DG-Mapping: a novel software package for the analysis of any type of reentry and focal activation of simulated, experimental or clinical data of cardiac arrhythmia.

In this work, we present the release of a novel easy to use software package called DGM or Directed-Graph-Mapping. DGM can automatically analyze any type of arrhythmia to find reentry or focal sources if the measurements are synchronized in time. Currently, DGM requires the local activation times (LAT) and the spatial coordinates of the measured electrodes. However, there is no requirement for any spatial organization of the electrodes, allowing to analyze clinical, experimental or computational data. DGM creates directed networks of the activation, which are analyzed with fast algorithms to search for reentry (cycles in the network) and focal sources (nodes with outgoing arrows). DGM has been mainly optimized to analyze atrial tachycardia, but we also discuss other applications of DGM demonstrating its wide applicability.

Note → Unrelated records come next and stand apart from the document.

use std::fmt;

use serde::{Deserialize, Serialize};

use crate::error::TypeError;
use crate::identity::AccountId;
use crate::quantity::Quantity;

/// Name under which an event is published on the host bus.
#[derive(Clone, Copy, Debug, PartialEq, Eq, Hash, Serialize, Deserialize)]
pub enum EventName {
    Transfer,
    Approval,
}

impl EventName {
    pub fn as_str(&self) -> &'static str {
        match self {
            Self::Transfer => "Transfer",
            Self::Approval => "Approval",
        }
    }

    /// Resolve a bus event name. Names are case-sensitive.
    pub fn parse(name: &str) -> Result<Self, TypeError> {
        match name {
            "Transfer" => Ok(Self::Transfer),
            "Approval" => Ok(Self::Approval),
            other => Err(TypeError::UnknownEvent(other.to_string())),
        }
    }
}

impl fmt::Display for EventName {
    fn fmt(&self, f: &mut fmt::Formatter<'_>) -> fmt::Result {
        f.write_str(self.as_str())
    }
}

/// Tokens moved from one account to another.
///
/// At genesis `from` is the empty [`AccountId::mint`] identity.
#[derive(Clone, Debug, PartialEq, Eq, Serialize, Deserialize)]
pub struct TransferEvent {
    pub from: AccountId,
    pub to: AccountId,
    pub value: Quantity,
}

/// An owner set the amount a spender may move on its behalf.
#[derive(Clone, Debug, PartialEq, Eq, Serialize, Deserialize)]
pub struct ApprovalEvent {
    pub owner: AccountId,
    pub spender: AccountId,
    pub value: Quantity,
}

/// A domain event describing a successful ledger mutation.
#[derive(Clone, Debug, PartialEq, Eq, Serialize, Deserialize)]
pub enum LedgerEvent {
    Transfer(TransferEvent),
    Approval(ApprovalEvent),
}

impl LedgerEvent {
    pub fn transfer(from: AccountId, to: AccountId, value: Quantity) -> Self {
        Self::Transfer(TransferEvent { from, to, value })
    }

    pub fn approval(owner: AccountId, spender: AccountId, value: Quantity) -> Self {
        Self::Approval(ApprovalEvent {
            owner,
            spender,
            value,
        })
    }

    pub fn name(&self) -> EventName {
        match self {
            Self::Transfer(_) => EventName::Transfer,
            Self::Approval(_) => EventName::Approval,
        }
    }

    /// JSON object payload as published on the bus, e.g.
    /// `{"from":"alice","to":"bob","value":1000}`.
    pub fn to_payload(&self) -> Result<Vec<u8>, TypeError> {
        let bytes = match self {
            Self::Transfer(t) => serde_json::to_vec(t),
            Self::Approval(a) => serde_json::to_vec(a),
        };
        bytes.map_err(|e| TypeError::Serialization(e.to_string()))
    }

    /// Decode a bus payload given the name it was published under.
    pub fn from_payload(name: &str, payload: &[u8]) -> Result<Self, TypeError> {
        let decoded = match EventName::parse(name)? {
            EventName::Transfer => serde_json::from_slice(payload).map(Self::Transfer),
            EventName::Approval => serde_json::from_slice(payload).map(Self::Approval),
        };
        decoded.map_err(|e| TypeError::Serialization(e.to_string()))
    }
}

impl fmt::Display for LedgerEvent {
    fn fmt(&self, f: &mut fmt::Formatter<'_>) -> fmt::Result {
        match self {
            Self::Transfer(t) => write!(f, "Transfer {} -> {}: {}", t.from, t.to, t.value),
            Self::Approval(a) => {
                write!(f, "Approval {} -> {}: {}", a.owner, a.spender, a.value)
            }
        }
    }
}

The goal is to release a free software package which can allow researchers to save time in the analysis of cardiac data. An academic license is attached to the software, allowing only non-commercial use of the software. All updates of the software, user and installation guide will be published on a dedicated website www.dgmapping.com . Graphical Abstract Direct-Graph-Mapping is a method to automatically analyze a given arrhythmia by converting measured data of the electrodes in a directed network. DGM requires the local activation times (LAT) and the spatial coordinates of the measured electrodes. There is no requirement for any spatial organization of the electrodes, allowing to analyze clinical, experimental or computational data (see left). An example could be the LATs and coordinates from a CARTO file. DGM creates a directed network of the activation by (1) determining the neighbors of each node, 2 (2) allowing a directed arrow between two neighbors if propagation of the electrical wave is possible, (3) repeating this process for all nodes, (4) if necessary, redistributing the nodes more uniformly and repeating step (1)-(3). Two possible steps are (5) to visualize the wavefront by creating an average graph or (6) find the cycles in the network which represent the reentry loops. Focal sources are nodes with only outgoing arrows.